#### [HOW TO COMPLETE THIS TASK]
Search the listing below for "messages". Copy each matching line.

#### [INFORMATION SHOWN]

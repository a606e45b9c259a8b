//! Cancellation and deadline context threaded through every blocking operation.
//!
//! ```rust
//! use std::time::Duration;
//!
//! use fcommon::CallContext;
//!
//! let ctx = CallContext::new().with_timeout(Duration::from_secs(30));
//! assert!(ctx.check().is_ok());
//!
//! ctx.cancel();
//! assert!(ctx.check().is_err());
//! ```

use std::error::Error;
use std::fmt::{Display, Formatter};
use std::future::Future;
use std::time::Duration;

use tokio::time::Instant;
use tokio_util::sync::CancellationToken;

#[derive(Debug, Clone, Copy, PartialEq, Eq)]
pub enum ContextErrorKind {
    Cancelled,
    DeadlineExceeded,
}

#[derive(Debug, Clone, PartialEq, Eq)]
pub struct ContextError {
    pub kind: ContextErrorKind,
}

impl ContextError {
    pub fn cancelled() -> Self {
        Self {
            kind: ContextErrorKind::Cancelled,
        }
    }

    pub fn deadline_exceeded() -> Self {
        Self {
            kind: ContextErrorKind::DeadlineExceeded,
        }
    }
}

impl Display for ContextError {
    fn fmt(&self, f: &mut Formatter<'_>) -> std::fmt::Result {
        match self.kind {
            ContextErrorKind::Cancelled => f.write_str("context cancelled"),
            ContextErrorKind::DeadlineExceeded => f.write_str("context deadline exceeded"),
        }
    }
}

impl Error for ContextError {}

#[derive(Debug, Clone, Default)]
pub struct CallContext {
    token: CancellationToken,
    deadline: Option<Instant>,
}

impl CallContext {
    pub fn new() -> Self {
        Self::default()
    }

    /// Tightens the deadline; an earlier existing deadline is kept.
    pub fn with_timeout(self, timeout: Duration) -> Self {
        let deadline = Instant::now() + timeout;
        self.with_deadline(deadline)
    }

    pub fn with_deadline(mut self, deadline: Instant) -> Self {
        self.deadline = Some(match self.deadline {
            Some(existing) => existing.min(deadline),
            None => deadline,
        });
        self
    }

    /// Derives a context cancelled together with this one but cancellable on its own.
    pub fn child(&self) -> Self {
        Self {
            token: self.token.child_token(),
            deadline: self.deadline,
        }
    }

    pub fn cancel(&self) {
        self.token.cancel();
    }

    pub fn is_cancelled(&self) -> bool {
        self.token.is_cancelled()
    }

    pub fn deadline(&self) -> Option<Instant> {
        self.deadline
    }

    pub fn cancellation_token(&self) -> &CancellationToken {
        &self.token
    }

    pub fn check(&self) -> Result<(), ContextError> {
        if self.token.is_cancelled() {
            return Err(ContextError::cancelled());
        }

        if let Some(deadline) = self.deadline
            && Instant::now() >= deadline
        {
            return Err(ContextError::deadline_exceeded());
        }

        Ok(())
    }

    /// Resolves once the context is cancelled or its deadline passes.
    pub async fn done(&self) -> ContextError {
        match self.deadline {
            Some(deadline) => tokio::select! {
                _ = self.token.cancelled() => ContextError::cancelled(),
                _ = tokio::time::sleep_until(deadline) => ContextError::deadline_exceeded(),
            },
            None => {
                self.token.cancelled().await;
                ContextError::cancelled()
            }
        }
    }

    /// Runs `future` unless the context finishes first.
    pub async fn run<F>(&self, future: F) -> Result<F::Output, ContextError>
    where
        F: Future,
    {
        self.check()?;

        tokio::select! {
            biased;
            error = self.done() => Err(error),
            output = future => Ok(output),
        }
    }
}
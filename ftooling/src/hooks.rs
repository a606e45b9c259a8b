//! Runtime hooks for tool execution lifecycle events.
//!
//! ```rust
//! use ftooling::{NoopToolRuntimeHooks, ToolRuntimeHooks};
//!
//! fn assert_hooks_trait(_hooks: &dyn ToolRuntimeHooks) {}
//!
//! let hooks = NoopToolRuntimeHooks;
//! assert_hooks_trait(&hooks);
//! ```

use std::time::Duration;

use fprovider::{ToolCall, ToolReturn};

use crate::{ToolContext, ToolError};

pub trait ToolRuntimeHooks: Send + Sync {
    fn on_execution_start(&self, _tool_call: &ToolCall, _context: &ToolContext) {}

    fn on_execution_success(
        &self,
        _tool_call: &ToolCall,
        _context: &ToolContext,
        _result: &ToolReturn,
        _elapsed: Duration,
    ) {
    }

    fn on_execution_failure(
        &self,
        _tool_call: &ToolCall,
        _context: &ToolContext,
        _error: &ToolError,
        _elapsed: Duration,
    ) {
    }

    /// Called for calls that are handed back to the caller instead of executed.
    fn on_external_call(&self, _tool_call: &ToolCall) {}
}

#[derive(Debug, Default, Clone, Copy)]
pub struct NoopToolRuntimeHooks;

impl ToolRuntimeHooks for NoopToolRuntimeHooks {}
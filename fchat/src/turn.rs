//! Tool loop driving a turn through the middleware chain until the model stops calling tools.

use std::sync::Arc;

use fcommon::CallContext;
use fprovider::{ChatRequest, ChatResponse, ResponseAccumulator};
use ftooling::{DispatchOutcome, ToolDispatcher};
use futures_util::StreamExt;
use tracing::debug;

use crate::client::ClientConfig;
use crate::params::set_tool_round;
use crate::{ChatError, ChatPolicy, ChatStream};

enum Step {
    Finish(ChatResponse),
    Terminate(ChatResponse),
    Continue(ChatRequest),
}

pub(crate) async fn run_call(
    config: Arc<ClientConfig>,
    ctx: CallContext,
    request: ChatRequest,
) -> Result<ChatResponse, ChatError> {
    let dispatcher = tool_dispatcher(&config);
    let mut request = request;
    let mut round = 0_usize;

    loop {
        ctx.check()?;
        let response = (config.call_chain)(ctx.clone(), request.clone()).await?;

        match advance(&dispatcher, config.policy, &ctx, &request, response, round).await? {
            Step::Finish(response) => return Ok(response),
            Step::Terminate(response) => {
                for middleware in config.call_middlewares.iter().rev() {
                    middleware
                        .on_turn_terminated(&ctx, &request, &response)
                        .await?;
                }
                return Ok(response);
            }
            Step::Continue(next) => {
                request = next;
                round += 1;
            }
        }
    }
}

/// Streams every chunk of every round. A dispatcher that terminates the turn contributes one
/// final chunk carrying its synthesized response, emitted after every stream middleware has
/// seen it through `on_turn_terminated`.
pub(crate) fn run_stream(
    config: Arc<ClientConfig>,
    ctx: CallContext,
    request: ChatRequest,
) -> ChatStream {
    Box::pin(async_stream::stream! {
        let dispatcher = tool_dispatcher(&config);
        let mut request = request;
        let mut round = 0_usize;

        loop {
            let mut accumulator = ResponseAccumulator::new();
            let mut chunks = (config.stream_chain)(ctx.clone(), request.clone());

            while let Some(chunk) = chunks.next().await {
                match chunk {
                    Ok(chunk) => {
                        accumulator.push(&chunk);
                        yield Ok(chunk);
                    }
                    Err(error) => {
                        yield Err(error);
                        return;
                    }
                }
            }

            let response = accumulator.finish();
            match advance(&dispatcher, config.policy, &ctx, &request, response, round).await {
                Ok(Step::Finish(_)) => return,
                Ok(Step::Terminate(response)) => {
                    for middleware in config.stream_middlewares.iter().rev() {
                        if let Err(error) =
                            middleware.on_turn_terminated(&ctx, &request, &response).await
                        {
                            yield Err(error);
                            return;
                        }
                    }
                    yield Ok(response);
                    return;
                }
                Ok(Step::Continue(next)) => {
                    request = next;
                    round += 1;
                }
                Err(error) => {
                    yield Err(error);
                    return;
                }
            }
        }
    })
}

fn tool_dispatcher(config: &ClientConfig) -> ToolDispatcher {
    ToolDispatcher::new(Arc::clone(&config.registry)).with_hooks(Arc::clone(&config.tool_hooks))
}

async fn advance(
    dispatcher: &ToolDispatcher,
    policy: ChatPolicy,
    ctx: &CallContext,
    request: &ChatRequest,
    response: ChatResponse,
    round: usize,
) -> Result<Step, ChatError> {
    if !dispatcher.can_invoke(&response)? {
        return Ok(Step::Finish(response));
    }

    match dispatcher.dispatch(ctx, request, &response).await? {
        DispatchOutcome::Terminate(response) => {
            debug!(event = "tool_loop_terminate", round = round);
            Ok(Step::Terminate(response))
        }
        DispatchOutcome::Continue(next) => {
            if round >= policy.max_tool_round_trips {
                return Err(ChatError::tool_round_limit(policy.max_tool_round_trips));
            }

            let next_round = round + 1;
            set_tool_round(next.params(), u32::try_from(next_round).unwrap_or(u32::MAX));
            debug!(
                event = "tool_loop_continue",
                round = next_round,
                messages = next.messages().len()
            );
            Ok(Step::Continue(next))
        }
    }
}
//! Message model, request/response values, and the model provider contract.
//!
//! ```rust
//! use fprovider::{ChatRequest, Message, ModelOptions};
//!
//! let request = ChatRequest::new(
//!     vec![Message::system("be brief"), Message::user("hi")],
//!     ModelOptions::new("gpt-4o-mini").with_max_tokens(64),
//! );
//!
//! assert_eq!(request.messages().len(), 2);
//! assert!(request.options().validate().is_ok());
//! ```

mod accumulator;
mod error;
mod message;
mod messages;
mod options;
mod provider;
mod request;
mod response;
mod scripted;
mod stream;

pub mod prelude;

pub use accumulator::ResponseAccumulator;
pub use error::{MessageError, MessageErrorKind, ProviderError, ProviderErrorKind};
pub use message::{
    AssistantMessage, Media, MediaContent, Message, MessageKind, SystemMessage, ToolCall,
    ToolMessage, ToolReturn, UserMessage,
};
pub use messages::{
    MERGE_SEPARATOR, augment_last_of_kind, filter_by_kinds, first_index_of, has_kind_at,
    last_index_of, merge_adjacent_same_kind, merge_by_kind,
};
pub use options::{ModelOptions, ToolDefinition};
pub use provider::{ModelProvider, ProviderFuture};
pub use request::ChatRequest;
pub use response::{
    ChatResponse, FinishReason, Generation, GenerationMetadata, ResponseMetadata, TokenUsage,
};
pub use scripted::{ScriptedProvider, text_response, tool_call_response};
pub use stream::{ResponseStream, VecResponseStream};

#### [SOLUTION TO THIS TASK]
                messages = next.messages().len()
//! assert_eq!(request.messages().len(), 2);
mod messages;
pub use messages::{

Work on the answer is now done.